The QA PDT establishes objective procedures for evaluating forecast quality and accuracy, applying advanced weather observations and measurements from remote-sensing instruments.  For example, a variety of satellite and ground-based measurements were identified and utilized by L. Holland and A. Takacs in a recent assessment of the performance of a cloud-top height diagnostic that was developed by the Oceanic Weather PDT. In some cases, special data collection efforts are undertaken: in one recent example J. Braid, B. Brown, and T. Fowler organized an ongoing special pilot report (PIREP) collection project as part of the NASA TAMDAR Great Lakes Fleet Experiment.

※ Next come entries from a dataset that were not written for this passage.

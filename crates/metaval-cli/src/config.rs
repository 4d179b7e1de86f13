//! Application configuration.
//!
//! [`AppConfig`] is loaded once at startup and passed down by value.  The
//! CLI layer owns config; the library crates never see it.
//!
//! # Resolution order (highest priority first)
//!
//! 1. CLI flags (handled at the call-site, not here)
//! 2. Environment variables: `METAVAL_RULES__PATH`, `METAVAL_OUTPUT__FORMAT`,
//!    `METAVAL_OUTPUT__NO_COLOR` (a `.env` file is read first)
//! 3. Config file: `--config <FILE>` if given, otherwise the global file
//!    followed by `.metaval.toml` in the current directory
//! 4. Built-in defaults (always present)

use std::path::{Path, PathBuf};

use anyhow::Context as _;
use config::{Config, Environment, File, FileFormat};
use serde::{Deserialize, Serialize};

/// File name of the per-directory configuration.
pub const LOCAL_CONFIG: &str = ".metaval.toml";

/// Application configuration.
#[derive(Debug, Clone, Serialize, Deserialize)]
pub struct AppConfig {
    /// Where rule files live.
    pub rules: RulesConfig,
    /// Output settings.
    pub output: OutputConfig,
}

#[derive(Debug, Clone, Serialize, Deserialize)]
pub struct RulesConfig {
    /// Rule file or directory used when `--rules` is not given.
    pub path: PathBuf,
}

#[derive(Debug, Clone, Serialize, Deserialize)]
pub struct OutputConfig {
    pub no_color: bool,
    /// `auto`, `human`, `plain` or `json`.
    pub format: String,
}

impl Default for AppConfig {
    fn default() -> Self {
        Self {
            rules: RulesConfig {
                path: PathBuf::from("rules"),
            },
            output: OutputConfig {
                no_color: false,
                format: "auto".into(),
            },
        }
    }
}

impl AppConfig {
    /// Load configuration, layering files and environment over defaults.
    ///
    /// `config_file` is the path the user passed via `--config`; it must
    /// exist. Without it, the global and local files are read when present.
    pub fn load(config_file: Option<&PathBuf>) -> anyhow::Result<Self> {
        let mut builder = Config::builder().add_source(
            Config::try_from(&Self::default()).context("Failed to seed default configuration")?,
        );

        builder = match config_file {
            Some(path) => builder.add_source(file_source(path, true)),
            None => builder
                .add_source(file_source(&Self::config_path(), false))
                .add_source(file_source(Path::new(LOCAL_CONFIG), false)),
        };

        builder
            .add_source(
                Environment::with_prefix("METAVAL")
                    .prefix_separator("_")
                    .separator("__")
                    .try_parsing(true),
            )
            .build()
            .context("Failed to read configuration")?
            .try_deserialize()
            .context("Invalid configuration")
    }

    /// Path to the global configuration file.
    ///
    /// Uses `directories::ProjectDirs` for cross-platform correctness,
    /// falling back to `.metaval.toml` in the current directory.
    pub fn config_path() -> PathBuf {
        directories::ProjectDirs::from("com", "metaval", "metaval")
            .map(|d| d.config_dir().join("config.toml"))
            .unwrap_or_else(|| PathBuf::from(LOCAL_CONFIG))
    }
}

fn file_source(path: &Path, required: bool) -> File<config::FileSourceFile, FileFormat> {
    File::from(path).format(FileFormat::Toml).required(required)
}
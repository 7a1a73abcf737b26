//! FIFO retention ceilings.
//!
//! Eviction is by creation order only; reading or updating a record does not
//! protect it.

use plantcare_core::RecordId;
use tracing::{debug, info};

use crate::{Query, Record, Result, Scope, Store};

/// Evict the oldest records in `scope` so that one more insert leaves at most
/// `ceiling` of them.  Returns the evicted ids, oldest first, so
/// callers can cascade to dependent records.
///
/// A `ceiling` of zero is treated as one: the collection is never refused a
/// new record.
pub async fn make_room<R, S>(store: &S, scope: Scope, ceiling: usize) -> Result<Vec<RecordId>>
where
    R: Record,
    S: Store,
{
    let keep = ceiling.max(1) - 1;
    let count = store.count::<R>(scope).await?;
    if count <= keep {
        return Ok(Vec::new());
    }

    let excess = count - keep;
    let oldest: Vec<RecordId> = store
        .find::<R>(Query::new(scope).limit(excess))
        .await?
        .iter()
        .map(Record::id)
        .collect();
    let removed = store.delete::<R>(&oldest).await?;
    if removed > 0 {
        info!(table = R::TABLE, ?scope, removed, ceiling, "evicted oldest records");
    }
    Ok(oldest)
}

/// [`make_room`] then [`Store::create`].
pub async fn insert_bounded<R, S>(store: &S, record: R, scope: Scope, ceiling: usize) -> Result<R>
where
    R: Record,
    S: Store,
{
    make_room::<R, S>(store, scope, ceiling).await?;
    let created = store.create(record).await?;
    debug!(table = R::TABLE, id = created.id(), "inserted record");
    Ok(created)
}

#[cfg(test)]
mod tests {
    use plantcare_core::{Owner, Plant, PlantCareState, PlantLogEntry};

    use super::*;
    use crate::MemoryStore;

    fn plant(n: usize) -> Plant {
        Plant::new(
            Owner::new("ada@example.com", "ada"),
            PlantCareState { name: format!("plant-{n}"), ..Default::default() },
        )
    }

    #[tokio::test]
    async fn plant_ceiling_keeps_most_recent() {
        let store = MemoryStore::new();
        for n in 0..505 {
            insert_bounded(&store, plant(n), Scope::All, 500).await.unwrap();
            assert!(store.count::<Plant>(Scope::All).await.unwrap() <= 500);
        }

        let plants: Vec<Plant> = store.find(Query::all()).await.unwrap();
        assert_eq!(plants.len(), 500);
        assert_eq!(plants.first().unwrap().care.name, "plant-5");
        assert_eq!(plants.last().unwrap().care.name, "plant-504");
    }

    #[tokio::test]
    async fn per_plant_ceiling_leaves_other_plants_alone() {
        let store = MemoryStore::new();
        for n in 0..3 {
            store.create(PlantLogEntry::new(2, format!("other-{n}"))).await.unwrap();
        }
        for n in 0..14 {
            insert_bounded(&store, PlantLogEntry::new(1, format!("entry-{n}")), Scope::Parent(1), 10)
                .await
                .unwrap();
        }

        let entries: Vec<PlantLogEntry> = store.find(Query::children_of(1)).await.unwrap();
        let messages: Vec<String> = entries.into_iter().map(|e| e.message).collect();
        let expected: Vec<String> = (4..14).map(|n| format!("entry-{n}")).collect();
        assert_eq!(messages, expected);
        assert_eq!(store.count::<PlantLogEntry>(Scope::Parent(2)).await.unwrap(), 3);
    }

    #[tokio::test]
    async fn make_room_below_ceiling_is_a_no_op() {
        let store = MemoryStore::new();
        store.create(plant(0)).await.unwrap();
        assert!(make_room::<Plant, _>(&store, Scope::All, 500).await.unwrap().is_empty());
        assert_eq!(store.count::<Plant>(Scope::All).await.unwrap(), 1);
    }

    #[tokio::test]
    async fn make_room_trims_an_overfull_collection() {
        let store = MemoryStore::new();
        for n in 0..8 {
            store.create(plant(n)).await.unwrap();
        }
        // A lowered ceiling catches up in one call.
        assert_eq!(make_room::<Plant, _>(&store, Scope::All, 5).await.unwrap(), vec![1, 2, 3, 4]);
        let plants: Vec<Plant> = store.find(Query::all()).await.unwrap();
        assert_eq!(plants.len(), 4);
        assert_eq!(plants[0].care.name, "plant-4");
    }
}
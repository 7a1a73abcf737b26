use plantcare_core::{ParsedDate, PlantCareState};
use thiserror::Error;

/// A plant is missing a field every plant must carry, or carries a date that
/// cannot be read.  Messages are shown to users verbatim.
#[derive(Debug, Clone, Copy, PartialEq, Eq, Error)]
pub enum ValidationError {
    #[error("Invalid plant name.")]
    Name,
    #[error("Invalid watering frequency.")]
    WateringInterval,
    #[error("Invalid last watering date.")]
    LastWaterDate,
    #[error("Invalid last fertilize date.")]
    LastFertilizeDate,
    #[error("Invalid last soil moist date.")]
    LastMoistDate,
}

/// First invalid field, checked in a fixed order.  Dates must be canonical
/// `MM/DD/YYYY` or one of the legacy layouts; the moist date may be empty.
pub fn validate(state: &PlantCareState) -> Result<(), ValidationError> {
    if state.name.is_empty() {
        return Err(ValidationError::Name);
    }
    if state.watering_interval_days == 0 {
        return Err(ValidationError::WateringInterval);
    }
    if !readable(&state.last_water_date) {
        return Err(ValidationError::LastWaterDate);
    }
    if !readable(&state.last_fertilize_date) {
        return Err(ValidationError::LastFertilizeDate);
    }
    if !state.last_moist_date.is_empty() && !readable(&state.last_moist_date) {
        return Err(ValidationError::LastMoistDate);
    }
    Ok(())
}

fn readable(raw: &str) -> bool {
    ParsedDate::parse(raw).date().is_some()
}
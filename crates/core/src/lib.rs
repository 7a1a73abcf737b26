//! Domain records shared by every plantcare crate.
//!
//! | Record            | Owned by | Notes                                         |
//! |-------------------|----------|-----------------------------------------------|
//! | [`Plant`]         | owner    | carries the mutable [`PlantCareState`]        |
//! | [`PlantLogEntry`] | plant    | audit trail, bounded per plant                |
//! | [`Comment`]       | plant    | visitor comments, bounded globally            |
//!
//! Dates on plant records are stored as text; [`ParsedDate`] classifies them
//! once at the boundary so callers never re-parse ambiguous strings.

pub mod comment;
pub mod date;
pub mod log;
pub mod plant;

pub use comment::Comment;
pub use date::{
    CANONICAL_FORMAT, DateParseError, LegacyFormat, ParsedDate, REFERENCE_TZ, civil_date,
    format_canonical, start_of_day,
};
pub use log::PlantLogEntry;
pub use plant::{Owner, Plant, PlantCareState, RecordId};
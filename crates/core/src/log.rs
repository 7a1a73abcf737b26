use chrono::{DateTime, Utc};
use serde::{Deserialize, Serialize};

use crate::plant::RecordId;

/// One human-readable line in a plant's audit trail.
#[derive(Debug, Clone, PartialEq, Eq, Serialize, Deserialize)]
#[serde(rename_all = "camelCase")]
pub struct PlantLogEntry {
    pub id: RecordId,
    pub plant_id: RecordId,
    #[serde(rename = "log")]
    pub message: String,
    pub created_at: DateTime<Utc>,
}

impl PlantLogEntry {
    pub fn new(plant_id: RecordId, message: impl Into<String>) -> Self {
        Self {
            id: 0,
            plant_id,
            message: message.into(),
            created_at: Utc::now(),
        }
    }
}
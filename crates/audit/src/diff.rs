use std::fmt;

use plantcare_core::PlantCareState;

/// One human-readable change line, tagged with the field it describes.
#[derive(Debug, Clone, PartialEq, Eq)]
pub struct LogMessage {
    pub field: &'static str,
    pub text: String,
}

impl fmt::Display for LogMessage {
    fn fmt(&self, f: &mut fmt::Formatter<'_>) -> fmt::Result {
        f.write_str(&self.text)
    }
}

impl From<LogMessage> for String {
    fn from(message: LogMessage) -> Self {
        message.text
    }
}

/// A compared field: how to read it and how to describe a change to it.
/// `render` also sees the incoming state for templates that depend on it.
struct FieldRule {
    field: &'static str,
    extract: fn(&PlantCareState) -> String,
    render: fn(&str, &str, &PlantCareState) -> String,
}

/// Comparison order is the order entries appear in a plant's log.
const RULES: &[FieldRule] = &[
    FieldRule {
        field: "isPublic",
        extract: |s| s.is_public.to_string(),
        render: |old, new, _| format!("Plant changed from public={old} to public={new}"),
    },
    FieldRule {
        field: "name",
        extract: |s| s.name.clone(),
        render: |old, new, _| format!("Name changed from {old} to {new}"),
    },
    FieldRule {
        field: "lastMoistDate",
        extract: |s| s.last_moist_date.clone(),
        render: |old, new, _| format!("Last soil moist date changed from {old} to {new}"),
    },
    FieldRule {
        field: "lastWaterDate",
        extract: |s| s.last_water_date.clone(),
        render: |old, new, _| format!("Last water date changed from {old} to {new}"),
    },
    FieldRule {
        field: "lastFertilizeDate",
        extract: |s| s.last_fertilize_date.clone(),
        render: |old, new, next| {
            if next.skipped_last_fertilize {
                format!("Fertilizing skipped, last fertilize date changed from {old} to {new}")
            } else {
                format!("Last fertilize date changed from {old} to {new}")
            }
        },
    },
    FieldRule {
        field: "wateringFrequency",
        extract: |s| s.watering_interval_days.to_string(),
        render: |old, new, _| format!("Watering frequency changed from {old} to {new} days"),
    },
    FieldRule {
        field: "tag",
        extract: |s| s.tag.clone(),
        render: |old, new, _| format!("Tag changed from {old} to {new}"),
    },
    FieldRule {
        field: "fertilizingFrequency",
        extract: |s| s.fertilizing_interval_days.to_string(),
        render: |old, new, _| format!("Fertilizing frequency changed from {old} to {new} days"),
    },
    FieldRule {
        field: "notes",
        extract: |s| s.notes.clone(),
        render: |old, new, _| format!("Notes changed from {old} to {new}"),
    },
];

/// One message per differing field, in log order.  `diff(s, s)` is empty.
pub fn diff(old: &PlantCareState, new: &PlantCareState) -> Vec<LogMessage> {
    RULES
        .iter()
        .filter_map(|rule| {
            let before = (rule.extract)(old);
            let after = (rule.extract)(new);
            (before != after).then(|| LogMessage {
                field: rule.field,
                text: (rule.render)(&before, &after, new),
            })
        })
        .collect()
}
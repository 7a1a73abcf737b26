use thiserror::Error;

use plantcare_audit::{AuditError, ValidationError};
use plantcare_core::RecordId;
use plantcare_store::PersistenceError;

#[derive(Debug, Error)]
pub enum ServiceError {
    /// Rejected input; the message is meant for the user.
    #[error("{0}")]
    Validation(String),

    #[error("{kind} {id} not found")]
    NotFound { kind: &'static str, id: RecordId },

    #[error("{0}")]
    Forbidden(&'static str),

    #[error(transparent)]
    Persistence(#[from] PersistenceError),
}

impl From<ValidationError> for ServiceError {
    fn from(err: ValidationError) -> Self {
        Self::Validation(err.to_string())
    }
}

impl From<AuditError> for ServiceError {
    fn from(err: AuditError) -> Self {
        match err {
            AuditError::Validation(err) => err.into(),
            AuditError::Persistence(err) => err.into(),
        }
    }
}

The specific measurements and observations selected for an evaluation form the basis for the verification methodologies and estimates of forecast accuracy.  Due to the nature of aviation weather, the available observational datasets often do not directly represent the forecast attributes being evaluated; thus, inferences and comparisons based on a variety of observational datasets are used to establish forecast quality. The statistical verification methodologies are designed to represent the operational use of the aviation forecasts. Because characteristics of aviation forecasts and observations often are different from standard forecasts and observations, the QA PDT typically must develop new advanced verification methodologies that provide more appropriate or better measures of forecast accuracy than standard approaches.  For example, the QA PDT has developed specific criteria regarding the appropriate use of information from PIREPs for evaluation of icing and turbulence forecasts. These criteria are necessary due to the non-systematic and subjective nature of the reports. To represent the uncertainty associated with various verification statistics, T. Fowler developed methods based on re-sampling techniques to estimate confidence intervals for the statistics. These methods are commonly applied in the QA studies, to provide meaningful comparisons among forecasting systems. New object-based methods are being developed by R. Bullock, B. Brown, and J. Halley Gotway to provide more meaningful measurements of the performance of convective weather forecasts. This approach provides one pathway toward development of verification metrics that provide information that is operationally meaningful. The QA PDT (including R. Bullock, J. Wolff, and J. HalleyGotway) is also in the process of developing the ability to evaluate forecast performance as a function of air traffic flow reductions and operational risk.

Results/Recent Accomplishments


Histogram showing error in ceiling height (METAR-NCV-A).  Figure taken from Quality Assessment Report: National Ceiling and Visibility Analysis Product, 2005:  Quality Assessment Team. (click on image to enlarge).

Over the past year, T. Fowler, A. Holmes, and others in the QA PDT completed evaluations for the National Ceiling and Visibility Analysis (NCV-A) algorithm, in support of its transition to experimental status. This evaluation was performed using a cross-validation technique, in which subsets of observation stations were held out from the algorithm and used for verification. Another study, which included contributions from A. Takacs, L. Holland, R. Hueftle, and E. Gilleland, focused on evaluation of the Oceanic Weather Cloud Top Height algorithm; this study used a variety of observational datasets, including radar, rawinsonde, and satellite, to infer forecast quality over oceanic domains. The results of these studies were summarized in written reports and provided to the AWTT TRP. The QA PDT also continued to prepare for evaluations of the National Convective Weather Forecast (NCWF-2); the NCV Forecast product; the Current and Forecast Icing Potential severity algorithms; and the Graphical Turbulence Guidance.